I just published an article that describes the history of Secure Boot, Heads, and PureBoot.
I was a bit disappointed by the official Purism documentation on PureBoot. It did a lot of hand-waving without actually explaining how it “measures” the firmware with Heads (to verify the integrity of the system before you type your disk decryption password). So I spent some time reading about Trusted Computing, Heads, Secure Boot, TPMs, etc and I just published the above article to help explain how all of this works together in PureBoot.
Hope you find this helpful if you want to understand how PureBoot actually works under the hood <3
Although I’m a computer expert, this is way too much for me.
I probably wouldn’t do anything beyond pureboot restricted boot.
I will not set up secure boot and measured boot on UEFI devices because it is a pain in the ass to set up, and secure boot and tpm will not protect me from internal physical access.
Firmware password could be enough to deter external physical attacks. Firmware password is easy.
I will probably just implement low-tech tamper detection methods like nail polish.
I don’t think it’s necessary to understand how Heads works under the hood in order to use it. Using it is pretty straight-forward. Understanding how it works is hard.
I will not set up secure boot and measured boot on UEFI devices because it is a pain in the ass to set up
Installing it is hard, but fortunately we have several manufactures that already setup Heads for you, so you don’t need to be a computer expert to benefit from trusted boot
Does UEFI secure boot combined with measured boot allow me to detect tamper evidences left by internal physical access done by a competent hacker?
Yes and no.
None of these technologies will protect you from someone who installs a small device with a microphone inside your laptop chassis.
But if they modify your firmware (eg replacing your FDE password prompt with a fake prompt that just relays your password to the attacker), then Heads will let you know. Yes.
PureBoot should not be trusted alone, as an attacker could simply replace the firmware with a malicious variant, or perform a full Evil Maid attack altogether.
I am assuming that remote hackers can’t mess with pureboot firmware.
Regardless of whether it can be hacked remotely, I want to know whether pureboot requires librem key to check integrity of /boot or whether it can check /boot integrity without librem key. I want to know what it can do without librem key.
Once PureBoot with the Librem Key has signed the boot partition, you do not need a Librem Key again until the files within the partition changes and you want to resign them. Here is a blog article from Purism explaining what PureBoot can do:
But, is librem key not required to detect tampering in firmware?
If I sign /boot files with a gpg private key, then librem key is not required?
It seems that pureboot alone can detect tampering in signed files of /boot and requires librem key to detect tampering in firmware and sign /boot files.
The Librem Key is required to detect tampering of PureBoot itself, but it is not required for signing the boot partition unless the files within it have changed. However, PureBoot’s integrity check of the boot partition, among other partitions, can be circumvented by replacing PureBoot with a malicious variant.
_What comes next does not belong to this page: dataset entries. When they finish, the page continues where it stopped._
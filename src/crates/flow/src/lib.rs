//! # xgraph-flow - DAGs as concurrent dataflow pipelines
//!
//! `xgraph-flow` compiles an [`xgraph`] directed acyclic graph into a network of
//! workers connected by bounded channels, then runs any number of concurrent
//! *flows* through it. Each node's operator is applied to the results of its
//! upstream nodes once all of them are available; results travel as
//! [`Awaitable`]s so downstream work is wired up before upstream values exist.
//!
//! ## Core Concepts
//!
//! - **[`Awaitable`]** - single-assignment result, eager (background task) or
//!   inline (evaluated by the first reader)
//! - **Worker** - per node: a gather stage fanning in every inbound edge and a
//!   scatter stage grouping arrivals by flow id
//! - **[`analyze`]** - wires workers for a topologically sorted node list
//! - **[`Executor`]** - owns the compiled graph and exposes [`Executor::exec`]
//! - **[`FlowContext`]** - cancellation scope, flow id and result handle of a flow
//!
//! ## Node attributes
//!
//! Nodes may carry `timeout`, `max_workers`, `inline` and `edge_sorter`
//! attributes, see [`NodeAttributes`].
//!
//! ## Example
//!
//! ```rust,no_run
//! use serde_json::json;
//! use xgraph::{Attributes, BasicNode, DirectedGraph, EdgeKind};
//! use xgraph_flow::{Executor, FlowContext, Options};
//!
//! # async fn example() -> xgraph_flow::Result<()> {
//! let deps = EdgeKind(1);
//! let mut g = DirectedGraph::new();
//! for key in ["a", "b"] {
//!     g.add(BasicNode::new(key).into_ref())?;
//! }
//! g.add(
//!     BasicNode::new("sum")
//!         .with_operator(|args| Ok(json!(args.iter().filter_map(|v| v.as_i64()).sum::<i64>())))
//!         .into_ref(),
//! )?;
//! g.associate("a", deps, "sum", Attributes::new())?;
//! g.associate("b", deps, "sum", Attributes::new())?;
//!
//! let executor = Executor::new("adder", &g, deps, Options::default()).await?;
//!
//! // Inputs may arrive in separate calls; the returned context joins them.
//! let (ctx, result) = executor.exec(FlowContext::background(), [("a", json!(1))]).await?;
//! executor.exec(ctx, [("b", json!(2))]).await?;
//!
//! let outputs = result.await?;
//! assert_eq!(outputs["sum"].value().await, Some(json!(3)));
//! executor.close().await?;
//! # Ok(())
//! # }
//! ```

pub mod analyze;
pub mod attributes;
pub mod config;
pub mod context;
pub mod error;
pub mod executor;
pub mod future;
pub mod gather;
pub mod logger;
pub mod node;
pub mod selector;
pub mod sort;
mod work;
pub mod worker;

pub use analyze::{analyze, CompiledGraph};
pub use attributes::{parse_duration, NodeAttributes};
pub use config::{LogMode, Options};
pub use context::{Context, FlowContext, FlowId};
pub use error::{FlowError, Result};
pub use executor::Executor;
pub use future::{Awaitable, Settled};
pub use gather::{Gather, Outputs};
pub use logger::{CapturingLogger, LogEntry, Logger, NoLogging, TracingLogger};
pub use node::FlowNode;
pub use sort::{edge_sorter, DEFAULT_EDGE_SORTER};
pub use worker::WorkerState;
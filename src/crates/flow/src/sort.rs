//! Named orderings of a node's inbound edges.
//!
//! The order of a node's inbound edges is the order of its operator's
//! arguments. Orderings are selected by name, per node through the
//! `edge_sorter` attribute or graph-wide through
//! [`Options::default_edge_sorter`](crate::Options::default_edge_sorter).

use xgraph::{Edge, EdgeLess, Value};

/// Name of the ordering used when none is configured.
pub const DEFAULT_EDGE_SORTER: &str = "edge_attr_order_or_node_key";

/// Edge attributes consulted for an explicit argument position, in priority order.
pub const POSITION_ATTRIBUTES: [&str; 2] = ["arg", "order"];

const SORTERS: &[(&str, EdgeLess)] = &[
    (
        DEFAULT_EDGE_SORTER,
        order_by_edge_attribute_or_node_key as EdgeLess,
    ),
    ("node_key", order_by_node_key as EdgeLess),
];

/// Look up an ordering by name, falling back to [`DEFAULT_EDGE_SORTER`].
pub fn edge_sorter(name: Option<&str>) -> EdgeLess {
    name.and_then(lookup)
        .unwrap_or(order_by_edge_attribute_or_node_key)
}

/// Look up an ordering by name.
pub fn lookup(name: &str) -> Option<EdgeLess> {
    SORTERS.iter().find(|(n, _)| *n == name).map(|(_, less)| *less)
}

/// Names of every registered ordering.
pub fn sorter_names() -> impl Iterator<Item = &'static str> {
    SORTERS.iter().map(|(name, _)| *name)
}

/// Order by the integer position attribute, then by origin node key.
///
/// Edges carrying a position come before edges without one.
pub fn order_by_edge_attribute_or_node_key(a: &Edge, b: &Edge) -> bool {
    match (position(a), position(b)) {
        (Some(pa), Some(pb)) if pa != pb => pa < pb,
        (Some(_), None) => true,
        (None, Some(_)) => false,
        _ => order_by_node_key(a, b),
    }
}

/// Order by origin node key.
pub fn order_by_node_key(a: &Edge, b: &Edge) -> bool {
    a.from().key() < b.from().key()
}

fn position(edge: &Edge) -> Option<i64> {
    POSITION_ATTRIBUTES
        .iter()
        .find_map(|name| edge.attribute(name).and_then(Value::as_i64))
}

#[cfg(test)]
mod tests {
    use super::*;
    use proptest::prelude::*;
    use serde_json::json;
    use xgraph::{from_keys, sort_edges, Attributes, BasicNode, EdgeKind, NodeKey};

    fn edge(from: &str, attr: Option<(&str, i64)>) -> Edge {
        let mut attrs = Attributes::new();
        if let Some((name, value)) = attr {
            attrs.insert(name.to_string(), json!(value));
        }
        Edge::new(
            EdgeKind(1),
            BasicNode::new(from).into_ref(),
            BasicNode::new("sink").into_ref(),
            attrs,
        )
    }

    fn sorted(mut edges: Vec<Edge>, less: EdgeLess) -> Vec<String> {
        sort_edges(&mut edges, less);
        from_keys(&edges).into_iter().map(|k: NodeKey| k.to_string()).collect()
    }

    #[test]
    fn test_position_attribute_wins() {
        let edges = vec![
            edge("y1", Some(("arg", 2))),
            edge("x3", Some(("arg", 0))),
            edge("y2", Some(("arg", 1))),
        ];
        assert_eq!(sorted(edges, edge_sorter(None)), vec!["x3", "y2", "y1"]);
    }

    #[test]
    fn test_order_attribute_is_accepted() {
        let edges = vec![edge("a", Some(("order", 1))), edge("b", Some(("order", 0)))];
        assert_eq!(sorted(edges, edge_sorter(None)), vec!["b", "a"]);
    }

    #[test]
    fn test_falls_back_to_node_key() {
        let edges = vec![edge("c", None), edge("a", None), edge("b", None)];
        assert_eq!(sorted(edges, edge_sorter(None)), vec!["a", "b", "c"]);
    }

    #[test]
    fn test_positioned_edges_come_first() {
        let edges = vec![
            edge("b", None),
            edge("a", Some(("arg", 2))),
            edge("c", Some(("arg", 1))),
            edge("d", None),
        ];
        assert_eq!(sorted(edges, edge_sorter(None)), vec!["c", "a", "b", "d"]);
    }

    #[test]
    fn test_ties_broken_by_node_key() {
        let edges = vec![edge("b", Some(("arg", 1))), edge("a", Some(("arg", 1)))];
        assert_eq!(sorted(edges, edge_sorter(None)), vec!["a", "b"]);
    }

    #[test]
    fn test_node_key_sorter_ignores_attributes() {
        let edges = vec![edge("b", Some(("arg", 0))), edge("a", Some(("arg", 1)))];
        assert_eq!(sorted(edges, edge_sorter(Some("node_key"))), vec!["a", "b"]);
    }

    #[test]
    fn test_unknown_name_uses_default() {
        assert!(lookup("no_such_sorter").is_none());
        let edges = vec![edge("b", Some(("arg", 0))), edge("a", Some(("arg", 1)))];
        assert_eq!(sorted(edges, edge_sorter(Some("no_such_sorter"))), vec!["b", "a"]);
    }

    #[test]
    fn test_registered_names() {
        let names: Vec<_> = sorter_names().collect();
        assert_eq!(names, vec![DEFAULT_EDGE_SORTER, "node_key"]);
    }

    proptest! {
        #[test]
        fn prop_positions_then_keys(
            positions in proptest::collection::vec(proptest::option::of(-3i64..3), 1..40)
        ) {
            let edges: Vec<Edge> = positions
                .iter()
                .enumerate()
                .map(|(i, p)| edge(&format!("n{:02}", i), p.map(|p| ("arg", p))))
                .collect();
            let mut expected: Vec<(bool, i64, String)> = positions
                .iter()
                .enumerate()
                .map(|(i, p)| (p.is_none(), p.unwrap_or(0), format!("n{:02}", i)))
                .collect();
            expected.sort();
            let expected: Vec<String> = expected.into_iter().map(|(_, _, k)| k).collect();
            prop_assert_eq!(sorted(edges, edge_sorter(None)), expected);
        }
    }
}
Yes they can. For example, the Coreboot utility script is used for reflashing the boot firmware with either the SeaBIOS or the PureBoot/Heads payload:
As mentioned earlier in this topic, the Librem 14 has a write-protect switch that is intended to prevent this remote attack vector, but it is not currently implemented.
If I manually sign /boot files with a gpg private key on my linux system, will pureboot complain that /boot is compromised?
Do I have to let librem key sign /boot?
I ask this because I don’t know whether TPM records hashes of /boot files. Pureboot may record hashes of /boot files when it signs /boot with librem key.